SOX9 is a proliferation and stem cell factor in hepatocellular carcinoma and possess widespread prognostic significance in different cancer types

• Published in: PloS one Vol. 12; no. 11; p. e0187814
• Main Authors: Richtig, Georg, Aigelsreiter, Ariane, Schwarzenbacher, Daniela, Ress, Anna Lena, Adiprasito, Jan Basri, Stiegelbauer, Verena, Hoefler, Gerald, Schauer, Silvia, Kiesslich, Tobias, Kornprat, Peter, Winder, Thomas, Eisner, Florian, Gerger, Armin, Stoeger, Herbert, Stauber, Rudolf, Lackner, Carolin, Pichler, Martin
• Format: Journal Article
• Language: English
• Published: United States Public Library of Science 09.11.2017; Public Library of Science (PLoS)

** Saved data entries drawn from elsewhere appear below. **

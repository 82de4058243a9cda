//! # Taskboard Shared Library
//!
//! This crate contains the data layer, validation rules, session handling
//! and external collaborators used by the Taskboard API server.
//!
//! ## Module Organization
//!
//! - `models`: Database models (users, projects, tasks) and dashboard aggregation
//! - `db`: SQLite connection pool and migrations
//! - `validation`: Field rules and closed enumerations
//! - `pagination`: Page/per-page arithmetic shared by list endpoints
//! - `auth`: Password hashing, session tokens and ownership checks
//! - `session`: Server-side session stores (in-memory and Redis)
//! - `redis`: Redis client wrapper
//! - `ai`: Task description generation via an external provider

pub mod ai;
pub mod auth;
pub mod db;
pub mod models;
pub mod pagination;
pub mod redis;
pub mod session;
pub mod validation;

/// Current version of the Taskboard shared library
pub const VERSION: &str = env!("CARGO_PKG_VERSION");

#[cfg(test)]
mod tests {
    use super::*;

    #[test]
    fn test_version_is_set() {
        assert!(!VERSION.is_empty());
    }
}
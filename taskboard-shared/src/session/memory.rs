/// In-memory session store
///
/// Sessions live in a `HashMap` behind a tokio `RwLock` and are lost when the
/// process exits. Expired entries are dropped when they are next read and
/// swept whenever a new session is stored.

use async_trait::async_trait;
use std::collections::HashMap;
use std::time::Duration;
use tokio::sync::RwLock;
use tokio::time::Instant;

use super::{SessionError, SessionStore};

#[derive(Debug, Clone, Copy)]
struct SessionEntry {
    user_id: i64,
    expires_at: Instant,
}

impl SessionEntry {
    fn is_expired(&self, now: Instant) -> bool {
        now >= self.expires_at
    }
}

/// Process-local session store
#[derive(Debug, Default)]
pub struct MemorySessionStore {
    sessions: RwLock<HashMap<String, SessionEntry>>,
}

impl MemorySessionStore {
    pub fn new() -> Self {
        Self::default()
    }

    /// Number of stored sessions, including expired ones not yet swept
    pub async fn len(&self) -> usize {
        self.sessions.read().await.len()
    }

    pub async fn is_empty(&self) -> bool {
        self.len().await == 0
    }
}

#[async_trait]
impl SessionStore for MemorySessionStore {
    async fn get(&self, token: &str) -> Result<Option<i64>, SessionError> {
        let now = Instant::now();

        {
            let sessions = self.sessions.read().await;
            match sessions.get(token) {
                None => return Ok(None),
                Some(entry) if !entry.is_expired(now) => return Ok(Some(entry.user_id)),
                Some(_) => {}
            }
        }

        let mut sessions = self.sessions.write().await;
        if sessions.get(token).is_some_and(|entry| entry.is_expired(now)) {
            sessions.remove(token);
            tracing::debug!("Dropped expired session");
        }

        Ok(None)
    }

    async fn set(&self, token: &str, user_id: i64, ttl: Duration) -> Result<(), SessionError> {
        let now = Instant::now();
        let mut sessions = self.sessions.write().await;

        sessions.retain(|_, entry| !entry.is_expired(now));
        sessions.insert(
            token.to_string(),
            SessionEntry {
                user_id,
                expires_at: now + ttl,
            },
        );

        Ok(())
    }

    async fn clear(&self, token: &str) -> Result<(), SessionError> {
        self.sessions.write().await.remove(token);
        Ok(())
    }
}

#[cfg(test)]
mod tests {
    use super::*;

    #[tokio::test]
    async fn test_set_get_clear() {
        let store = MemorySessionStore::new();
        assert_eq!(store.get("abc").await.unwrap(), None);

        store.set("abc", 1, Duration::from_secs(60)).await.unwrap();
        assert_eq!(store.get("abc").await.unwrap(), Some(1));

        store.clear("abc").await.unwrap();
        assert_eq!(store.get("abc").await.unwrap(), None);
        assert!(store.is_empty().await);
    }

    #[tokio::test]
    async fn test_set_replaces_binding() {
        let store = MemorySessionStore::new();
        store.set("abc", 1, Duration::from_secs(60)).await.unwrap();
        store.set("abc", 2, Duration::from_secs(60)).await.unwrap();

        assert_eq!(store.get("abc").await.unwrap(), Some(2));
        assert_eq!(store.len().await, 1);
    }

    #[tokio::test]
    async fn test_clear_unknown_token_is_ok() {
        let store = MemorySessionStore::new();
        assert!(store.clear("missing").await.is_ok());
    }

    #[tokio::test(start_paused = true)]
    async fn test_sessions_expire() {
        let store = MemorySessionStore::new();
        store.set("short", 1, Duration::from_secs(10)).await.unwrap();
        store.set("long", 2, Duration::from_secs(100)).await.unwrap();

        tokio::time::advance(Duration::from_secs(11)).await;

        assert_eq!(store.get("short").await.unwrap(), None);
        assert_eq!(store.get("long").await.unwrap(), Some(2));
        assert_eq!(store.len().await, 1);
    }

    #[tokio::test(start_paused = true)]
    async fn test_set_sweeps_expired_sessions() {
        let store = MemorySessionStore::new();
        store.set("old", 1, Duration::from_secs(5)).await.unwrap();

        tokio::time::advance(Duration::from_secs(6)).await;
        store.set("new", 2, Duration::from_secs(5)).await.unwrap();

        assert_eq!(store.len().await, 1);
    }
}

• Subjects: Aged; Analysis; Biology and life sciences; Biomarkers, Tumor - metabolism; Biotechnology; Breast cancer; Cancer; Carcinoma, Hepatocellular - diagnosis; Carcinoma, Hepatocellular - genetics; Carcinoma, Hepatocellular - metabolism; Carcinoma, Hepatocellular - pathology; Cell culture; Cell division; Cell growth; Cell Line, Tumor; Cell Proliferation; Cell survival; Cohort Studies; Development and progression; Female; Gastric cancer; Gene expression; Gene Expression Regulation, Neoplastic; Gene Knockdown Techniques; Genetic aspects; Genomes; Hepatocellular carcinoma; Hepatocytes; Hepatology; Humans; Immunohistochemistry; Internal medicine; Kinases; Liver; Liver cancer; Liver cirrhosis; Liver Neoplasms - diagnosis; Liver Neoplasms - genetics; Liver Neoplasms - metabolism; Liver Neoplasms - pathology; Lungs; Male; Medical prognosis; Medicine; Medicine and Health Sciences; Middle Aged; Multivariate analysis; Mutation; Neoplastic Stem Cells - pathology; Oncology; Ovarian cancer; Pathology; Patients; Physiological aspects; Prognosis; Research and Analysis Methods; siRNA; Sox9 protein; SOX9 Transcription Factor - genetics; SOX9 Transcription Factor - metabolism; Stem cell factor; Stem cells; Tumor cell lines; Austria
• ISSN: 1932-6203; 1932-6203
• DOI: 10.1371/journal.pone.0187814

SOX9 has been previously shown to be involved in hepatocellular carcinoma (HCC) and other types of cancer. However, prognostic studies so far involved rather small cohorts or lack external validation and experimental data. In this study, we firstly determined the histological expression pattern of SOX9 in human HCC by immunohistochemistry (n = 84) and evaluated its prognostic value. External cohorts of publicly available datasets were used to validate its prognostic relevance in HCC (n = 359) and other types of cancer including breast (n = 3951), ovarian (n = 1306), lung (n = 1926) and gastric cancer (n = 876). Functional SOX9 knock-down studies using siRNA and cancer stem cell models were generated in a panel of liver and breast cancer cell lines. High level of SOX9 was associated with poor survival even after adjustment for other prognostic factors in multivariate analysis (HR = 2.103, 95%CI = 1.064 to 4.156, p = 0.021). SOX9 prevailed a poor prognostic factor in all cancer validation cohorts (p<0.05). Reduced SOX9 expression by siRNA decreased the growth of liver cancer cells (p<0.05). SOX9 expression was associated with stem cell features in all tested cell lines (p<0.05). In conclusion, this study demonstrated in a large number of patients from multiple cohorts that high levels of SOX9 are a consistent negative prognostic factor.